Matt Kettler mkettler at evi-inc.com
Wed Apr 12 00:26:12 IST 2006


BB wrote:
> Why ?
> 
> That's called security by obscurity.  It doesn't work.
> 
> Nmap would finger that out in no time.


You're 100% right.. moving services to odd ports offers zero extra security.

However, this doesn't make the practice pointless. There are some benefits which
aren't security related to doing this.

Take the fictitious scenario where a major security flaw is found in OpenSSH,
and someone writes a network worm that exploits it. At the same time, folks are
also going to be launching manual attacks, looking by hand for servers to
exploit. However, there will be fewer of these than there are probes launched by
the worm. In the first day you'll likely see a few dozen hand attackers,
compared to thousands of worm probes.

Since the hand-scanning folks will find your SSH port quickly, you've gained
nothing in security.
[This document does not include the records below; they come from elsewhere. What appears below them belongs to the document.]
//! Calendar script filter CLI.
//!
//! # Usage
//! ```ignore
//! alc          // Current month
//! alc 2        // February of this year
//! alc 2 2026   // February 2026
//! ```

use std::io::Write;

use anyhow::Context;
use simplelog::{ColorChoice, ConfigBuilder, TermLogger, TerminalMode};

use alc::args::{Args, get_current_datetime};
use alc::command::CalendarCommand;
use alc::config::load_or_default;

fn main() {
    let args = Args::parse();
    init_logging(&args);

    if let Err(e) = run(&args) {
        eprintln!("alc: {:#}", e);
        std::process::exit(1);
    }
}

/// Log to stderr; stdout carries only the XML document.
fn init_logging(args: &Args) {
    let config = ConfigBuilder::new().set_time_level(log::LevelFilter::Off).build();
    let _ = TermLogger::init(
        args.log_level(),
        config,
        TerminalMode::Stderr,
        ColorChoice::Never,
    );
}

fn run(args: &Args) -> anyhow::Result<()> {
    let config = args.apply(load_or_default(args.config.as_deref()));
    let xml = CalendarCommand::new(config).execute_at(get_current_datetime())?;

    let mut stdout = std::io::stdout().lock();
    writeln!(stdout, "{}", xml).context("failed to write output")?;
    Ok(())
}
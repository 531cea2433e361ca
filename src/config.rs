//! Configuration file loading.
//!
//! The file is TOML with the same keys as [`Config`]:
//!
//! ```toml
//! first_week_day = 6
//! default_datetime_format = "%Y/%m/%d (%a)\t%H:%M:%S"
//! specified_datetime_format = "%Y/%m"
//! locale = "en_US"
//! ```

use std::fs;
use std::path::{Path, PathBuf};

use directories::ProjectDirs;
use log::{info, warn};

use crate::error::ConfigError;
use crate::types::Config;

pub const CONFIG_FILE_NAME: &str = "config.toml";

/// Config file location: $ALC_CONFIG, then `<config dir>/alc/config.toml`.
pub fn default_config_path() -> Result<PathBuf, ConfigError> {
    if let Ok(path) = std::env::var("ALC_CONFIG") {
        return Ok(PathBuf::from(path));
    }
    ProjectDirs::from("", "", "alc")
        .map(|dirs| dirs.config_dir().join(CONFIG_FILE_NAME))
        .ok_or(ConfigError::NoConfigDir)
}

/// Parse configuration from TOML text. Unknown keys are ignored.
pub fn parse_config(contents: &str, path: &Path) -> Result<Config, ConfigError> {
    toml::from_str(contents).map_err(|source| ConfigError::Parse {
        path: path.to_path_buf(),
        source,
    })
}

/// Read and parse a configuration file.
pub fn load_file(path: &Path) -> Result<Config, ConfigError> {
    let contents = fs::read_to_string(path).map_err(|source| ConfigError::Read {
        path: path.to_path_buf(),
        source,
    })?;
    parse_config(&contents, path)
}

/// Load the configuration, falling back to defaults on any problem.
///
/// A missing file at the default location is silent; a missing explicit
/// file or a broken file logs a warning.
pub fn load_or_default(explicit: Option<&Path>) -> Config {
    let path = match explicit {
        Some(path) => path.to_path_buf(),
        None => match default_config_path() {
            Ok(path) if path.exists() => path,
            Ok(_) => return Config::default(),
            Err(e) => {
                warn!("{}", e);
                return Config::default();
            }
        },
    };

    match load_file(&path) {
        Ok(config) => {
            info!("loaded config from '{}'", path.display());
            config
        }
        Err(e) => {
            warn!("{}; using defaults", e);
            Config::default()
        }
    }
}
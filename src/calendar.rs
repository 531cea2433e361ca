//! Month matrix calculation for an arbitrary first weekday.

use chrono::{Datelike, NaiveDate, Weekday};

use crate::error::RenderError;
use crate::types::{DAYS_PER_WEEK, WeekStart};

/// One calendar week; `None` marks a day outside the month.
pub type Week = [Option<u32>; DAYS_PER_WEEK];

/// Check if a year is a leap year (proleptic Gregorian).
pub fn is_leap_year(year: i32) -> bool {
    (year % 4 == 0 && year % 100 != 0) || (year % 400 == 0)
}

pub fn days_in_month(year: i32, month: u32) -> u32 {
    match month {
        1 | 3 | 5 | 7 | 8 | 10 | 12 => 31,
        4 | 6 | 9 | 11 => 30,
        2 if is_leap_year(year) => 29,
        2 => 28,
        _ => 30,
    }
}

/// Get weekday order based on week start day.
pub fn weekday_order(week_start: WeekStart) -> [Weekday; DAYS_PER_WEEK] {
    std::array::from_fn(|i| (0..i).fold(week_start.weekday(), |day, _| day.succ()))
}

/// Number of leading blank cells before day 1 in the first week row.
pub fn leading_blanks(first_day: Weekday, week_start: WeekStart) -> usize {
    let first = first_day.num_days_from_monday() as usize;
    let start = week_start.index() as usize;
    (first + DAYS_PER_WEEK - start) % DAYS_PER_WEEK
}

/// Build the week rows of a month.
///
/// Every row holds exactly seven cells; the first and last rows are padded
/// with `None`. A month spans four to six rows.
pub fn month_matrix(year: i32, month: u32, week_start: WeekStart) -> Result<Vec<Week>, RenderError> {
    let first = NaiveDate::from_ymd_opt(year, month, 1)
        .ok_or(RenderError::InvalidDate { year, month })?;

    let offset = leading_blanks(first.weekday(), week_start);
    let days = days_in_month(year, month) as usize;
    let rows = (offset + days).div_ceil(DAYS_PER_WEEK);

    let mut weeks = vec![[None; DAYS_PER_WEEK]; rows];
    for day in 1..=days {
        let cell = offset + day - 1;
        weeks[cell / DAYS_PER_WEEK][cell % DAYS_PER_WEEK] = Some(day as u32);
    }

    Ok(weeks)
}
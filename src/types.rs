//! Type definitions and constants for the calendar script filter.

use std::ops::RangeInclusive;

use chrono::Weekday;
use serde::{Deserialize, Serialize};

use crate::error::ConfigError;
use crate::formatter::default_first_weekday;

/// First day of the displayed week.
///
/// Stored as a chrono [`Weekday`], exchanged as an integer where
/// 0 is Monday and 6 is Sunday.
#[derive(Debug, Clone, Copy, PartialEq, Eq, Serialize, Deserialize)]
#[serde(try_from = "u8", into = "u8")]
pub struct WeekStart(Weekday);

impl WeekStart {
    pub const MONDAY: WeekStart = WeekStart(Weekday::Mon);
    pub const SUNDAY: WeekStart = WeekStart(Weekday::Sun);

    pub fn new(weekday: Weekday) -> Self {
        WeekStart(weekday)
    }

    pub fn weekday(self) -> Weekday {
        self.0
    }

    /// Integer form of the week start (0 = Monday .. 6 = Sunday).
    pub fn index(self) -> u8 {
        self.0.num_days_from_monday() as u8
    }
}

impl Default for WeekStart {
    fn default() -> Self {
        WeekStart::MONDAY
    }
}

impl TryFrom<u8> for WeekStart {
    type Error = ConfigError;

    fn try_from(value: u8) -> Result<Self, Self::Error> {
        WEEKDAYS_FROM_MONDAY
            .get(value as usize)
            .map(|&weekday| WeekStart(weekday))
            .ok_or(ConfigError::InvalidFirstWeekDay(value))
    }
}

impl From<WeekStart> for u8 {
    fn from(start: WeekStart) -> Self {
        start.index()
    }
}

/// Result of parsing a query string.
#[derive(Debug, Clone, Copy, PartialEq, Eq)]
pub enum ParsedQuery {
    /// Blank query: show the current month.
    Empty,
    /// Month of the current year.
    MonthOnly { month: u32 },
    /// Explicit month and year.
    MonthAndYear { month: u32, year: i32 },
}

/// Per-invocation configuration of the calendar command.
///
/// Every key is optional in the on-disk file; unknown keys are ignored.
#[derive(Debug, Clone, PartialEq, Serialize, Deserialize)]
#[serde(default)]
pub struct Config {
    /// Free-text query: `""`, `"<month>"` or `"<month> <year>"`.
    pub query: String,
    /// First day of the week (0 = Monday .. 6 = Sunday).
    pub first_week_day: WeekStart,
    /// Format used when the query names no month.
    pub default_datetime_format: String,
    /// Format used when the query names a month (and maybe a year).
    pub specified_datetime_format: String,
    /// Locale for weekday abbreviations, e.g. `en_US`. Taken from the environment when unset.
    #[serde(skip_serializing_if = "Option::is_none")]
    pub locale: Option<String>,
}

impl Default for Config {
    fn default() -> Self {
        Config {
            query: String::new(),
            first_week_day: default_first_weekday(),
            default_datetime_format: DEFAULT_DATETIME_FORMAT.to_string(),
            specified_datetime_format: SPECIFIED_DATETIME_FORMAT.to_string(),
            locale: None,
        }
    }
}

const WEEKDAYS_FROM_MONDAY: [Weekday; 7] = [
    Weekday::Mon,
    Weekday::Tue,
    Weekday::Wed,
    Weekday::Thu,
    Weekday::Fri,
    Weekday::Sat,
    Weekday::Sun,
];

/// Title of the single item returned for a query that cannot be parsed.
pub const USAGE: &str = "usage: alc [month (1-12)] [year (1900-9999)]";

pub const DEFAULT_DATETIME_FORMAT: &str = "%Y/%m/%d (%a)\t%H:%M:%S";
pub const SPECIFIED_DATETIME_FORMAT: &str = "%Y/%m";

pub const MONTH_RANGE: RangeInclusive<i64> = 1..=12;
pub const YEAR_RANGE: RangeInclusive<i64> = 0..=9999;

pub const DAYS_PER_WEEK: usize = 7;
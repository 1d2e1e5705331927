use crate::suite::support::{calls, counting_handler, FakeMemory, SEC};
use pretty_assertions::assert_eq;
use reclaim_memory::{
    CleanupPriority, ManualClock, MemoryOptions, MemorySystem, PressureLevel, ThresholdOptions, MB,
};
use std::sync::Arc;
use std::time::Duration;

fn options() -> MemoryOptions {
    let mut options = MemoryOptions {
        max_budget_bytes: 200 * MB,
        thresholds: ThresholdOptions::Percentage {
            warning: Some(0.6),
            critical: 0.8,
            emergency: Some(0.9),
        },
        sampling_interval: Duration::from_secs(5),
        ..MemoryOptions::default()
    };
    options.pool_capacities.insert("textures".into(), 16 * MB);
    options
}

fn system(resident_bytes: u64) -> (MemorySystem, Arc<FakeMemory>, Arc<ManualClock>) {
    let memory = FakeMemory::new(resident_bytes);
    let clock = Arc::new(ManualClock::new());
    let system = MemorySystem::with_clock(options(), memory.clone(), clock.clone()).unwrap();
    (system, memory, clock)
}

#[test]
fn invalid_thresholds_fail_construction() {
    let options = MemoryOptions {
        thresholds: ThresholdOptions::Absolute {
            warning: Some(500 * MB),
            critical: 100 * MB,
            emergency: None,
        },
        ..MemoryOptions::default()
    };
    let err = MemorySystem::new(options, FakeMemory::new(0)).unwrap_err();
    assert!(err.to_string().contains("must be below"), "{err}");
}

#[test]
fn pools_take_their_configured_capacity_and_register_a_handler() {
    let (system, _memory, _clock) = system(0);
    let textures = system.create_pool::<Vec<u8>>("textures", CleanupPriority::Medium);
    let meshes = system.create_pool::<Vec<u8>>("meshes", CleanupPriority::High);

    assert_eq!(textures.capacity_bytes(), 16 * MB);
    assert_eq!(meshes.capacity_bytes(), system.options().default_pool_capacity_bytes);
    assert_eq!(system.registry().len(), 2);

    assert_eq!(system.unregister_cleanup_handler("textures"), 1);
    assert_eq!(system.registry().len(), 1);
}

#[tokio::test]
async fn emergency_pass_empties_pools_through_the_system() {
    let (system, _memory, _clock) = system(195 * MB);
    let textures = system.create_pool::<Vec<u8>>("textures", CleanupPriority::Medium);
    textures.store("albedo", vec![1, 2, 3], 4 * MB);

    let report = system.tick().await;

    assert_eq!(report.level, PressureLevel::Emergency);
    assert!(textures.is_empty());
    assert_eq!(system.current_level(), PressureLevel::Emergency);
    assert!(!system.degraded_settings().optional_features_enabled);
}

#[tokio::test]
async fn report_reflects_pools_handlers_and_statistics() {
    let (system, memory, _clock) = system(130 * MB);
    let textures = system.create_pool::<Vec<u8>>("textures", CleanupPriority::Medium);
    textures.store("a", vec![0], 2 * MB);
    let (handler, _) = counting_handler(&memory, 0);
    system.register_cleanup_handler(CleanupPriority::Low, "temp-files", handler);

    system.perform_manual_cleanup().await;
    system.tick().await;
    let report = system.report();

    assert_eq!(report.level, PressureLevel::Warning);
    assert_eq!(report.resident_bytes, Some(130 * MB));
    assert_eq!(report.total_bytes, Some(2048 * MB));
    assert_eq!(report.pool_usage_bytes(), 2 * MB);
    assert_eq!(report.pools[0].name, "textures");
    assert_eq!(report.handlers, vec!["textures".to_string(), "temp-files".to_string()]);
    assert_eq!(report.statistics.manual_cleanups, 1);
    assert_eq!(report.headroom_bytes(), Some(160 * MB - 130 * MB));
}

#[tokio::test(start_paused = true)]
async fn monitor_ticks_until_shutdown() {
    let (system, memory, clock) = system(50 * MB);
    let (handler, counter) = counting_handler(&memory, 0);
    system.register_cleanup_handler(CleanupPriority::High, "watcher", handler);
    let mut events = system.subscribe();

    system.start();
    system.start();
    assert!(system.is_running());

    tokio::time::sleep(Duration::from_secs(1)).await;
    memory.set(170 * MB);
    clock.advance(SEC);
    tokio::time::sleep(Duration::from_secs(6)).await;

    assert_eq!(system.current_level(), PressureLevel::Critical);
    assert!(calls(&counter) >= 1);

    system.shutdown().await;
    assert!(!system.is_running());
    assert!(system.registry().is_empty());

    let seen = events.drain();
    assert!(!seen.is_empty());
}
use crate::cleanup::CleanupResult;
use crate::degraded::DegradedSettings;
use crate::pressure::PressureLevel;
use parking_lot::Mutex;
use serde::Serialize;
use std::sync::Arc;
use tokio::sync::mpsc;

/// Notifications published to subsystems outside the core (renderers,
/// streaming producers, UI).
#[derive(Debug, Clone, PartialEq, Serialize)]
#[serde(tag = "event", rename_all = "snake_case")]
pub enum PressureEvent {
    LevelChanged {
        from: PressureLevel,
        to: PressureLevel,
        usage_bytes: u64,
        degraded: DegradedSettings,
    },
    CleanupCompleted {
        result: CleanupResult,
        is_automatic: bool,
    },
    /// Emitted by the last-resort path; background producers should stop
    /// filling pools until [`PressureEvent::ResumeBackgroundWork`].
    PauseBackgroundWork {
        level: PressureLevel,
        usage_bytes: u64,
    },
    ResumeBackgroundWork,
    /// Rate-limited notice that pressure is staying high.
    Advisory {
        level: PressureLevel,
        usage_bytes: u64,
    },
}

/// In-process publish/subscribe for [`PressureEvent`]s.
///
/// Each subscriber owns an unbounded queue, so `publish` never waits on a
/// subscriber and no event is dropped while the subscription is alive.
#[derive(Clone, Default)]
pub struct PressureEventBus {
    subscribers: Arc<Mutex<Vec<mpsc::UnboundedSender<PressureEvent>>>>,
}

impl PressureEventBus {
    pub fn new() -> Self {
        Self::default()
    }

    pub fn subscribe(&self) -> EventSubscription {
        let (tx, rx) = mpsc::unbounded_channel();
        self.subscribers.lock().push(tx);
        EventSubscription { rx }
    }

    pub fn publish(&self, event: PressureEvent) {
        let mut subscribers = self.subscribers.lock();
        subscribers.retain(|tx| tx.send(event.clone()).is_ok());
        tracing::trace!(
            target: "reclaim.memory",
            subscribers = subscribers.len(),
            ?event,
            "published pressure event"
        );
    }

    pub fn subscriber_count(&self) -> usize {
        let mut subscribers = self.subscribers.lock();
        subscribers.retain(|tx| !tx.is_closed());
        subscribers.len()
    }
}

impl std::fmt::Debug for PressureEventBus {
    fn fmt(&self, f: &mut std::fmt::Formatter<'_>) -> std::fmt::Result {
        f.debug_struct("PressureEventBus")
            .field("subscribers", &self.subscribers.lock().len())
            .finish()
    }
}

/// Receiving end of [`PressureEventBus::subscribe`]. Dropping it
/// unsubscribes.
#[derive(Debug)]
pub struct EventSubscription {
    rx: mpsc::UnboundedReceiver<PressureEvent>,
}

impl EventSubscription {
    pub async fn recv(&mut self) -> Option<PressureEvent> {
        self.rx.recv().await
    }

    pub fn try_recv(&mut self) -> Option<PressureEvent> {
        self.rx.try_recv().ok()
    }

    /// Everything queued so far, without waiting.
    pub fn drain(&mut self) -> Vec<PressureEvent> {
        std::iter::from_fn(|| self.try_recv()).collect()
    }
}
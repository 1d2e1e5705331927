use crate::cleanup::CleanupResult;
use serde::{Deserialize, Serialize};

/// Running aggregate over completed cleanup passes.
///
/// Only the orchestrator writes this, right after a pass completes. Rejected
/// or cooldown-suppressed requests are not passes and are not counted.
#[derive(Debug, Clone, Default, PartialEq, Serialize, Deserialize)]
pub struct CleanupStatistics {
    pub total_cleanups: u64,
    pub automatic_cleanups: u64,
    pub manual_cleanups: u64,
    pub total_memory_freed_bytes: u64,
    pub average_cleanup_duration_millis: f64,
    pub last_result: Option<CleanupResult>,
}

impl CleanupStatistics {
    pub(crate) fn record(&mut self, result: &CleanupResult, is_automatic: bool) {
        self.total_cleanups += 1;
        if is_automatic {
            self.automatic_cleanups += 1;
        } else {
            self.manual_cleanups += 1;
        }
        let freed = u64::try_from(result.memory_freed_bytes).unwrap_or(0);
        self.total_memory_freed_bytes = self.total_memory_freed_bytes.saturating_add(freed);

        let duration = result.duration_millis.unwrap_or(0) as f64;
        let n = self.total_cleanups as f64;
        self.average_cleanup_duration_millis += (duration - self.average_cleanup_duration_millis) / n;
        self.last_result = Some(result.clone());
    }
}
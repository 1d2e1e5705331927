use parking_lot::Mutex;
use std::fmt;
use std::time::{Duration, Instant};

/// Source of monotonic time for pools, samplers and cooldowns.
pub trait Clock: Send + Sync {
    fn now(&self) -> Instant;
}

/// Wall-clock time via [`Instant::now`].
#[derive(Debug, Clone, Copy, Default)]
pub struct SystemClock;

impl Clock for SystemClock {
    fn now(&self) -> Instant {
        Instant::now()
    }
}

/// A clock that only moves when told to.
pub struct ManualClock {
    base: Instant,
    offset: Mutex<Duration>,
}

impl ManualClock {
    pub fn new() -> Self {
        Self {
            base: Instant::now(),
            offset: Mutex::new(Duration::ZERO),
        }
    }

    pub fn advance(&self, by: Duration) {
        let mut offset = self.offset.lock();
        *offset = offset.saturating_add(by);
    }

    pub fn elapsed(&self) -> Duration {
        *self.offset.lock()
    }
}

impl Default for ManualClock {
    fn default() -> Self {
        Self::new()
    }
}

impl Clock for ManualClock {
    fn now(&self) -> Instant {
        self.base + *self.offset.lock()
    }
}

impl fmt::Debug for ManualClock {
    fn fmt(&self, f: &mut fmt::Formatter<'_>) -> fmt::Result {
        f.debug_struct("ManualClock")
            .field("elapsed", &self.elapsed())
            .finish()
    }
}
These are the most dangerous sorts anyway, so in terms of
security you've failed to provide any defense against the more important case.
However, you will have picked up a non-security related benefit: Bandwidth and
CPU savings.

The worm won't find your SSH port. It is trying to spread fast, so it's going to
focus on the well-known port. Thus you won't be wasting CPU and network
bandwidth answering the thousands of connection requests generated by worms.

There are some instances where moving a port can provide some benefit. But do be
realistic about it, and don't ever fool yourself into thinking this improves
security at your site. BB is right. It doesn't, and it will only take a decent
attacker a few seconds to figure out.

You also gain a forensic benefit. By forcing the attacker to do a broad
port-scan, you are making their presence much easier to log on your IDS.

But neither of these will help you if your SSH isn't patched for our fictitious
vulnerability. The attacker will find it and root your box in short order.